Preliminary rate filings for next year suggest that some states are entering the first phases of the much-dreaded death spiral, where rising rates and declining enrollments feed on each other to climax in a collapsed market. Where last year it was mostly rural areas that suffered from a dearth of carriers offering exchange plans, major urban areas like Kansas City and Knoxville, Tenn., are now among the regions reporting no insurers interested in offering coverage.

Meanwhile, carriers are requesting double-digit rate hikes in many areas of the country. Increase requests as high as 50% have been reported.
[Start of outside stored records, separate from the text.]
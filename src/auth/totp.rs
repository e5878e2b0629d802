//! Time-based one-time passwords for two-factor login.
//!
//! Codes follow RFC 6238 with the parameters authenticator apps use:
//! HMAC-SHA1, 6 digits, 30-second time step, base32-encoded shared secret.
//!
//! # Example
//!
//! ```rust
//! use contentstack_management::auth::totp::generate_totp_at;
//!
//! let code = generate_totp_at("JBSWY3DPEHPK3PXP", 1_700_000_000).unwrap();
//! assert_eq!(code.len(), 6);
//! assert!(code.chars().all(|c| c.is_ascii_digit()));
//! ```

use chrono::Utc;
use data_encoding::{Encoding, Specification};
use hmac::{Hmac, Mac};
use sha1::Sha1;

use crate::auth::AuthError;

type HmacSha1 = Hmac<Sha1>;

/// Number of digits in a generated code.
pub const TOTP_DIGITS: u32 = 6;

/// Length of one time step in seconds.
pub const TOTP_STEP_SECS: u64 = 30;

/// Environment variable consulted for the shared secret.
pub const MFA_SECRET_ENV: &str = "MFA_SECRET";

/// Generates the code for the current time step.
///
/// # Errors
///
/// Returns [`AuthError::InvalidMfaSecret`] if the secret is not valid base32.
pub fn generate_totp(secret: &str) -> Result<String, AuthError> {
    let now = u64::try_from(Utc::now().timestamp()).unwrap_or_default();
    generate_totp_at(secret, now)
}

/// Generates the code for the time step containing `unix_secs`.
///
/// # Errors
///
/// Returns [`AuthError::InvalidMfaSecret`] if the secret is not valid base32.
pub fn generate_totp_at(secret: &str, unix_secs: u64) -> Result<String, AuthError> {
    let key = decode_secret(secret)?;
    let counter = unix_secs / TOTP_STEP_SECS;

    let mut mac = HmacSha1::new_from_slice(&key).map_err(|err| AuthError::InvalidMfaSecret {
        reason: err.to_string(),
    })?;
    mac.update(&counter.to_be_bytes());
    let digest = mac.finalize().into_bytes();

    // Dynamic truncation (RFC 4226 section 5.3)
    let offset = usize::from(digest[digest.len() - 1] & 0x0f);
    let binary = u32::from_be_bytes([
        digest[offset] & 0x7f,
        digest[offset + 1],
        digest[offset + 2],
        digest[offset + 3],
    ]);

    let code = binary % 10_u32.pow(TOTP_DIGITS);
    Ok(format!("{code:0width$}", width = TOTP_DIGITS as usize))
}

/// Decodes a base32 secret, tolerating spaces, lower case and padding.
fn decode_secret(secret: &str) -> Result<Vec<u8>, AuthError> {
    let normalized: String = secret
        .chars()
        .filter(|c| !c.is_whitespace() && *c != '=')
        .map(|c| c.to_ascii_uppercase())
        .collect();

    if normalized.is_empty() {
        return Err(AuthError::InvalidMfaSecret {
            reason: "secret is empty".to_string(),
        });
    }

    base32_lenient()?
        .decode(normalized.as_bytes())
        .map_err(|err| AuthError::InvalidMfaSecret {
            reason: err.to_string(),
        })
}

/// Unpadded RFC 4648 base32 that ignores non-zero trailing bits.
///
/// Authenticator apps accept secrets whose length leaves leftover bits, so
/// the leftover bits are dropped rather than rejected.
fn base32_lenient() -> Result<Encoding, AuthError> {
    let mut spec = Specification::new();
    spec.symbols.push_str("ABCDEFGHIJKLMNOPQRSTUVWXYZ234567");
    spec.check_trailing_bits = false;
    spec.encoding().map_err(|err| AuthError::InvalidMfaSecret {
        reason: err.to_string(),
    })
}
Republicans blame the Affordable Care Act. But, in fact, blame rests squarely with the Trump administration and the Republican-controlled Congress, who’ve created tremendous uncertainty around the policies that make the ACA’s individual market work.

The biggest single problem is Congress’ failure to appropriate the $7 billion owed insurers for underwriting cost-sharing reductions for low-income plan purchasers. That affects about 7 million of the 13 million people who signed up for individual plans.

Last year, Congress also put a one-year hold on the surcharge on health insurance premiums that supports ACA subsidies. Without further action, the tax, which was slated to raise about $100 billion over the next decade, will go into effect in 2018.

From a budgetary perspective, the move is a wash. The increased tax collection will be offset by the increased subsidies given low-income people who buy plans. People who are unsubsidized—those most likely to be bitter opponents of Obamacare—will be hit dollar-for-dollar with the rate hike.

President Donald Trump​ also contributed to uncertainty over next year’s enrollment period. First, he halted media promotion of the 2017 open enrollment. Then, in February, he issued an executive order waiving the individual mandate, which is key to getting millions of younger, relatively healthy people into the individual market pool.

While Politico reported last month that the Internal Revenue Service didn’t carry out the president’s order this year, the atmospherics around these pronouncements will ensure that fewer people sign up for individual plans in 2018. Insurers are assuming they will be covering an older, sicker population, a surefire path to higher rates.

Last week, Bradley Wilson, CEO of Blue Cross and Blue Shield of North Carolina, dissected how these compounding uncertainties contributed to its request for a 22.9% rate hike. About half the increase came from the missing cost-sharing reduction subsidies; about a third from an expected increase in medical losses, driven by rising costs and a sicker pool; and the rest from the expected tax.

This Republican Congress and the administration could quickly solve these problems without sacrificing their political principles. The administration could signal it will enforce the mandate since it is still the law. Congress could appropriate the money for the cost-reduction subsidies. This would preserve the House’s lower court victory in its suit challenging the Obama administration’s lacking an appropriation.

And, in a nod to their goal of protecting people with pre-existing medical conditions, Congress could create a reinsurance program to cover the extraordinary expenses of high-cost patients in the individual market. Unlike state-run high-risk pools, which have never worked, a federally funded reinsurance program would preserve everyone’s access to health insurance in the individual market at affordable rates.

It’s up to Congress now. Insurers face a June 21 deadline for notifying HHS about participation in the exchanges, and final rates are due from states by Aug. 16; there’s not much time to act. We’ll soon find out if Trump and this Congress intend to deny millions of people access to affordable health insurance next year.